- Opening Delimiter -

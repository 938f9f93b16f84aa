//! Bind group and pipeline layouts shared by the water scene pipelines.
//!
//! Group indices per pipeline:
//!
//! | pipeline              | 0               | 1              | 2      |
//! |-----------------------|-----------------|----------------|--------|
//! | skybox / reflection   | cubemap         | matrix         |        |
//! | floor / refraction    | noise           | light+material | matrix |
//! | water surface         | surface         | light+material | matrix |
//! | model                 | model materials | light+material | matrix |

use std::num::NonZeroU64;

use crate::lighting::{LightUniforms, SurfaceMaterialUniforms};
use crate::mesh_asset::{MATERIAL_STRIDE, MAX_MATERIALS};

/// Size of one 4x4 matrix uniform.
pub const MATRIX_SIZE: u64 = 64;

/// Size of the per-frame uniform (depth lookup + padding).
pub const FRAME_UNIFORM_SIZE: u64 = 16;

/// Byte size of the model material array.
pub const MODEL_MATERIALS_SIZE: u64 = (MAX_MATERIALS * MATERIAL_STRIDE * 4) as u64;

pub struct BindLayouts {
    pub cubemap: wgpu::BindGroupLayout,
    pub noise: wgpu::BindGroupLayout,
    pub surface: wgpu::BindGroupLayout,
    pub light_material: wgpu::BindGroupLayout,
    pub model_materials: wgpu::BindGroupLayout,
    pub matrix: wgpu::BindGroupLayout,
}

pub struct PipelineLayouts {
    pub skybox: wgpu::PipelineLayout,
    pub floor: wgpu::PipelineLayout,
    pub surface: wgpu::PipelineLayout,
    pub model: wgpu::PipelineLayout,
}

fn sampler_entry(binding: u32) -> wgpu::BindGroupLayoutEntry {
    wgpu::BindGroupLayoutEntry {
        binding,
        visibility: wgpu::ShaderStages::FRAGMENT,
        ty: wgpu::BindingType::Sampler(wgpu::SamplerBindingType::Filtering),
        count: None,
    }
}

fn texture_entry(binding: u32, view_dimension: wgpu::TextureViewDimension) -> wgpu::BindGroupLayoutEntry {
    wgpu::BindGroupLayoutEntry {
        binding,
        visibility: wgpu::ShaderStages::FRAGMENT,
        ty: wgpu::BindingType::Texture {
            sample_type: wgpu::TextureSampleType::Float { filterable: true },
            view_dimension,
            multisampled: false,
        },
        count: None,
    }
}

fn uniform_entry(binding: u32, visibility: wgpu::ShaderStages, size: u64) -> wgpu::BindGroupLayoutEntry {
    wgpu::BindGroupLayoutEntry {
        binding,
        visibility,
        ty: wgpu::BindingType::Buffer {
            ty: wgpu::BufferBindingType::Uniform,
            has_dynamic_offset: false,
            min_binding_size: NonZeroU64::new(size),
        },
        count: None,
    }
}

pub fn create_bind_layouts(device: &wgpu::Device) -> BindLayouts {
    let cubemap = device.create_bind_group_layout(&wgpu::BindGroupLayoutDescriptor {
        label: Some("cubemap_bind_group_layout"),
        entries: &[
            sampler_entry(0),
            texture_entry(1, wgpu::TextureViewDimension::Cube),
        ],
    });

    let noise = device.create_bind_group_layout(&wgpu::BindGroupLayoutDescriptor {
        label: Some("noise_bind_group_layout"),
        entries: &[
            sampler_entry(0),
            texture_entry(1, wgpu::TextureViewDimension::D3),
        ],
    });

    let surface = device.create_bind_group_layout(&wgpu::BindGroupLayoutDescriptor {
        label: Some("surface_bind_group_layout"),
        entries: &[
            sampler_entry(0),
            texture_entry(1, wgpu::TextureViewDimension::D3),
            texture_entry(2, wgpu::TextureViewDimension::D2), // reflection
            texture_entry(3, wgpu::TextureViewDimension::D2), // refraction
        ],
    });

    let light_material = device.create_bind_group_layout(&wgpu::BindGroupLayoutDescriptor {
        label: Some("light_material_bind_group_layout"),
        entries: &[
            uniform_entry(0, wgpu::ShaderStages::FRAGMENT, std::mem::size_of::<LightUniforms>() as u64),
            uniform_entry(1, wgpu::ShaderStages::FRAGMENT, std::mem::size_of::<SurfaceMaterialUniforms>() as u64),
        ],
    });

    let model_materials = device.create_bind_group_layout(&wgpu::BindGroupLayoutDescriptor {
        label: Some("model_materials_bind_group_layout"),
        entries: &[uniform_entry(0, wgpu::ShaderStages::FRAGMENT, MODEL_MATERIALS_SIZE)],
    });

    // model, view, projection, normal, frame
    let vf = wgpu::ShaderStages::VERTEX_FRAGMENT;
    let matrix = device.create_bind_group_layout(&wgpu::BindGroupLayoutDescriptor {
        label: Some("matrix_bind_group_layout"),
        entries: &[
            uniform_entry(0, vf, MATRIX_SIZE),
            uniform_entry(1, vf, MATRIX_SIZE),
            uniform_entry(2, vf, MATRIX_SIZE),
            uniform_entry(3, vf, MATRIX_SIZE),
            uniform_entry(4, vf, FRAME_UNIFORM_SIZE),
        ],
    });

    BindLayouts {
        cubemap,
        noise,
        surface,
        light_material,
        model_materials,
        matrix,
    }
}

pub fn create_pipeline_layouts(device: &wgpu::Device, layouts: &BindLayouts) -> PipelineLayouts {
    let skybox = device.create_pipeline_layout(&wgpu::PipelineLayoutDescriptor {
        label: Some("Skybox Pipeline Layout"),
        bind_group_layouts: &[&layouts.cubemap, &layouts.matrix],
        push_constant_ranges: &[],
    });

    let floor = device.create_pipeline_layout(&wgpu::PipelineLayoutDescriptor {
        label: Some("Floor Pipeline Layout"),
        bind_group_layouts: &[&layouts.noise, &layouts.light_material, &layouts.matrix],
        push_constant_ranges: &[],
    });

    let surface = device.create_pipeline_layout(&wgpu::PipelineLayoutDescriptor {
        label: Some("Surface Pipeline Layout"),
        bind_group_layouts: &[&layouts.surface, &layouts.light_material, &layouts.matrix],
        push_constant_ranges: &[],
    });

    let model = device.create_pipeline_layout(&wgpu::PipelineLayoutDescriptor {
        label: Some("Model Pipeline Layout"),
        bind_group_layouts: &[&layouts.model_materials, &layouts.light_material, &layouts.matrix],
        push_constant_ranges: &[],
    });

    PipelineLayouts {
        skybox,
        floor,
        surface,
        model,
    }
}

- Closing Delimiter -

The expected response is every record, reproduced word for word.

repository 938f9f93b16f84aa
//! Bind group and pipeline layouts shared by the water scene pipelines.
//!
//! Group indices per pipeline:
//!
//! | pipeline              | 0               | 1              | 2      |
//! |-----------------------|-----------------|----------------|--------|
//! | skybox / reflection   | cubemap         | matrix         |        |
//! | floor / refraction    | noise           | light+material | matrix |
//! | water surface         | surface         | light+material | matrix |
//! | model                 | model materials | light+material | matrix |

use std::num::NonZeroU64;

use crate::lighting::{LightUniforms, SurfaceMaterialUniforms};
use crate::mesh_asset::{MATERIAL_STRIDE, MAX_MATERIALS};

/// Size of one 4x4 matrix uniform.
pub const MATRIX_SIZE: u64 = 64;

/// Size of the per-frame uniform (depth lookup + padding).
pub const FRAME_UNIFORM_SIZE: u64 = 16;

/// Byte size of the model material array.
pub const MODEL_MATERIALS_SIZE: u64 = (MAX_MATERIALS * MATERIAL_STRIDE * 4) as u64;

pub struct BindLayouts {
    pub cubemap: wgpu::BindGroupLayout,
    pub noise: wgpu::BindGroupLayout,
    pub surface: wgpu::BindGroupLayout,
    pub light_material: wgpu::BindGroupLayout,
    pub model_materials: wgpu::BindGroupLayout,
    pub matrix: wgpu::BindGroupLayout,
}

pub struct PipelineLayouts {
    pub skybox: wgpu::PipelineLayout,
    pub floor: wgpu::PipelineLayout,
    pub surface: wgpu::PipelineLayout,
    pub model: wgpu::PipelineLayout,
}

fn sampler_entry(binding: u32) -> wgpu::BindGroupLayoutEntry {
    wgpu::BindGroupLayoutEntry {
        binding,
        visibility: wgpu::ShaderStages::FRAGMENT,
        ty: wgpu::BindingType::Sampler(wgpu::SamplerBindingType::Filtering),
        count: None,
    }
}

fn texture_entry(binding: u32, view_dimension: wgpu::TextureViewDimension) -> wgpu::BindGroupLayoutEntry {
    wgpu::BindGroupLayoutEntry {
        binding,
        visibility: wgpu::ShaderStages::FRAGMENT,
        ty: wgpu::BindingType::Texture {
            sample_type: wgpu::TextureSampleType::Float { filterable: true },
            view_dimension,
            multisampled: false,
        },
        count: None,
    }
}

fn uniform_entry(binding: u32, visibility: wgpu::ShaderStages, size: u64) -> wgpu::BindGroupLayoutEntry {
    wgpu::BindGroupLayoutEntry {
        binding,
        visibility,
        ty: wgpu::BindingType::Buffer {
            ty: wgpu::BufferBindingType::Uniform,
            has_dynamic_offset: false,
            min_binding_size: NonZeroU64::new(size),
        },
        count: None,
    }
}

pub fn create_bind_layouts(device: &wgpu::Device) -> BindLayouts {
    let cubemap = device.create_bind_group_layout(&wgpu::BindGroupLayoutDescriptor {
        label: Some("cubemap_bind_group_layout"),
        entries: &[
            sampler_entry(0),
            texture_entry(1, wgpu::TextureViewDimension::Cube),
        ],
    });

    let noise = device.create_bind_group_layout(&wgpu::BindGroupLayoutDescriptor {
        label: Some("noise_bind_group_layout"),
        entries: &[
            sampler_entry(0),
            texture_entry(1, wgpu::TextureViewDimension::D3),
        ],
    });

    let surface = device.create_bind_group_layout(&wgpu::BindGroupLayoutDescriptor {
        label: Some("surface_bind_group_layout"),
        entries: &[
            sampler_entry(0),
            texture_entry(1, wgpu::TextureViewDimension::D3),
            texture_entry(2, wgpu::TextureViewDimension::D2), // reflection
            texture_entry(3, wgpu::TextureViewDimension::D2), // refraction
        ],
    });

    let light_material = device.create_bind_group_layout(&wgpu::BindGroupLayoutDescriptor {
        label: Some("light_material_bind_group_layout"),
        entries: &[
            uniform_entry(0, wgpu::ShaderStages::FRAGMENT, std::mem::size_of::<LightUniforms>() as u64),
            uniform_entry(1, wgpu::ShaderStages::FRAGMENT, std::mem::size_of::<SurfaceMaterialUniforms>() as u64),
        ],
    });

    let model_materials = device.create_bind_group_layout(&wgpu::BindGroupLayoutDescriptor {
        label: Some("model_materials_bind_group_layout"),
        entries: &[uniform_entry(0, wgpu::ShaderStages::FRAGMENT, MODEL_MATERIALS_SIZE)],
    });

    // model, view, projection, normal, frame
    let vf = wgpu::ShaderStages::VERTEX_FRAGMENT;
    let matrix = device.create_bind_group_layout(&wgpu::BindGroupLayoutDescriptor {
        label: Some("matrix_bind_group_layout"),
        entries: &[
            uniform_entry(0, vf, MATRIX_SIZE),
            uniform_entry(1, vf, MATRIX_SIZE),
            uniform_entry(2, vf, MATRIX_SIZE),
            uniform_entry(3, vf, MATRIX_SIZE),
            uniform_entry(4, vf, FRAME_UNIFORM_SIZE),
        ],
    });

    BindLayouts {
        cubemap,
        noise,
        surface,
        light_material,
        model_materials,
        matrix,
    }
}

pub fn create_pipeline_layouts(device: &wgpu::Device, layouts: &BindLayouts) -> PipelineLayouts {
    let skybox = device.create_pipeline_layout(&wgpu::PipelineLayoutDescriptor {
        label: Some("Skybox Pipeline Layout"),
        bind_group_layouts: &[&layouts.cubemap, &layouts.matrix],
        push_constant_ranges: &[],
    });

    let floor = device.create_pipeline_layout(&wgpu::PipelineLayoutDescriptor {
        label: Some("Floor Pipeline Layout"),
        bind_group_layouts: &[&layouts.noise, &layouts.light_material, &layouts.matrix],
        push_constant_ranges: &[],
    });

    let surface = device.create_pipeline_layout(&wgpu::PipelineLayoutDescriptor {
        label: Some("Surface Pipeline Layout"),
        bind_group_layouts: &[&layouts.surface, &layouts.light_material, &layouts.matrix],
        push_constant_ranges: &[],
    });

    let model = device.create_pipeline_layout(&wgpu::PipelineLayoutDescriptor {
        label: Some("Model Pipeline Layout"),
        bind_group_layouts: &[&layouts.model_materials, &layouts.light_material, &layouts.matrix],
        push_constant_ranges: &[],
    });

    PipelineLayouts {
        skybox,
        floor,
        surface,
        model,
    }
}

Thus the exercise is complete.